At the medical worker where she ends up with her head wound, her tirade continues. Paula is completely absorbed in her story and immediately exposes half of her life history. But just as easily she changes the subject, noting casually, “Gosh, it’s still raining.”
Paula, 31 years, pleasant. Long red hair, two differently colored eyes. And yet not so striking that people remember her, as it turns out at a party. After a ten-year relationship, her older boyfriend, with whom she lived in Mexico, kicked her out and now Paula is alone in Paris. No work, no income, no shelter, no family. The only friends she has left and whom she can go to on the first night, she manages to antagonize herself with a nasty remark. And so she is back on the street.
This feature debut by Léonor Serraille, born in 1986, is brimming with energy. With the convincing acting Laetitia Dosch (who is sometimes reminiscent of a younger Toni Collette) she has gold in her hands.

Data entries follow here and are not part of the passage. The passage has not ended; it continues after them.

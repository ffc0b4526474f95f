//! Dummy provider: fixed in-memory reviews for testing and demos.

use std::sync::Arc;

use chrono::{Duration, Utc};
use product_reviews_core::{CoreError, Review, ReviewList, ReviewsProvider, UrlPattern};

use crate::descriptor::ProviderDescriptor;

const NAME: &str = "dummy";
const URL_PATTERN: &str = r"https?://example\.com/reviews/.*";

/// Returns fixed reviews without touching the network.
#[derive(Debug, Default)]
pub struct DummyProvider;

impl ReviewsProvider for DummyProvider {
    fn name(&self) -> &str {
        NAME
    }

    fn get_reviews(&self, _url: &str) -> Result<ReviewList, CoreError> {
        let now = Utc::now();
        Ok(ReviewList::new(vec![
            Review::new(5.0, "This is a dummy review for testing.", now),
            Review::new(4.0, "Another dummy review.", now - Duration::days(1)),
        ]))
    }
}

/// Builds the dummy provider descriptor.
///
/// # Errors
///
/// Returns `CoreError::Validation` if the bundled URL pattern fails to
/// compile; discovery logs and skips the provider in that case.
pub fn dummy_descriptor() -> Result<ProviderDescriptor, CoreError> {
    Ok(ProviderDescriptor::new(
        NAME,
        "A dummy provider for testing.",
        UrlPattern::new(URL_PATTERN)?,
        Arc::new(|| Box::new(DummyProvider)),
    )
    .with_test_urls(vec![
        "https://example.com/reviews/product-1".to_string(),
        "https://example.com/reviews/product-2".to_string(),
    ]))
}

#[cfg(test)]
mod tests {
    use super::*;

    #[test]
    fn test_dummy_returns_two_reviews() {
        let provider = DummyProvider;
        let list = provider
            .get_reviews("https://example.com/reviews/product-1")
            .unwrap();
        assert_eq!(list.count(), 2);
        assert!(list.reviews.iter().all(|r| r.rating >= 4.0));
    }

    #[test]
    fn test_dummy_descriptor_matches_its_test_urls() {
        let desc = dummy_descriptor().unwrap();
        for url in &desc.test_urls {
            assert!(desc.check_url(url), "should match {url}");
        }
        assert!(!desc.check_url("https://shop.example/reviews/1"));
    }
}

The actress is simply a sensation, from whom you can not take your eyes off. Dosch’ Paula is irritating, brash, often unkind and untrustworthy, but at the same time so vulnerable and brimming with optimism that you start to care about her anyway. In addition, she is also just very funny, like during her job interview for a job as a lingerie saleswoman.
‘Jeune femme’ is an excellent character study of an insecure thirty-something. It is such an age where one person already has everything ready, house-tree-beast and maybe even child(ren), but just as many contemporaries are still looking for solid ground under their feet, or are not even aware of what ground they are yet. want to feel. Paula falls into the latter category, but increasingly takes control of her life during the film. The fact that she was not given that chance earlier is not so much due to her as to the circumstances, which gradually unfold in realistic dialogues.
The fact that Paris is not shown from the romantic or touristic side for once is also a plus of ‘Jeune femme’. Gray metro stations, unfriendly-looking hotels and rain-soaked streets; no wonder Paula hates the French capital. The beautiful visuals are mainly in the use of color, the chosen camera angles and the production design. And don’t forget the extremely photogenic cat. A fantastic debut with which Serraille puts herself and her lead actress on the map and undoubtedly opens doors to promising projects. The director rightly won the Camera d’Or in Cannes with this.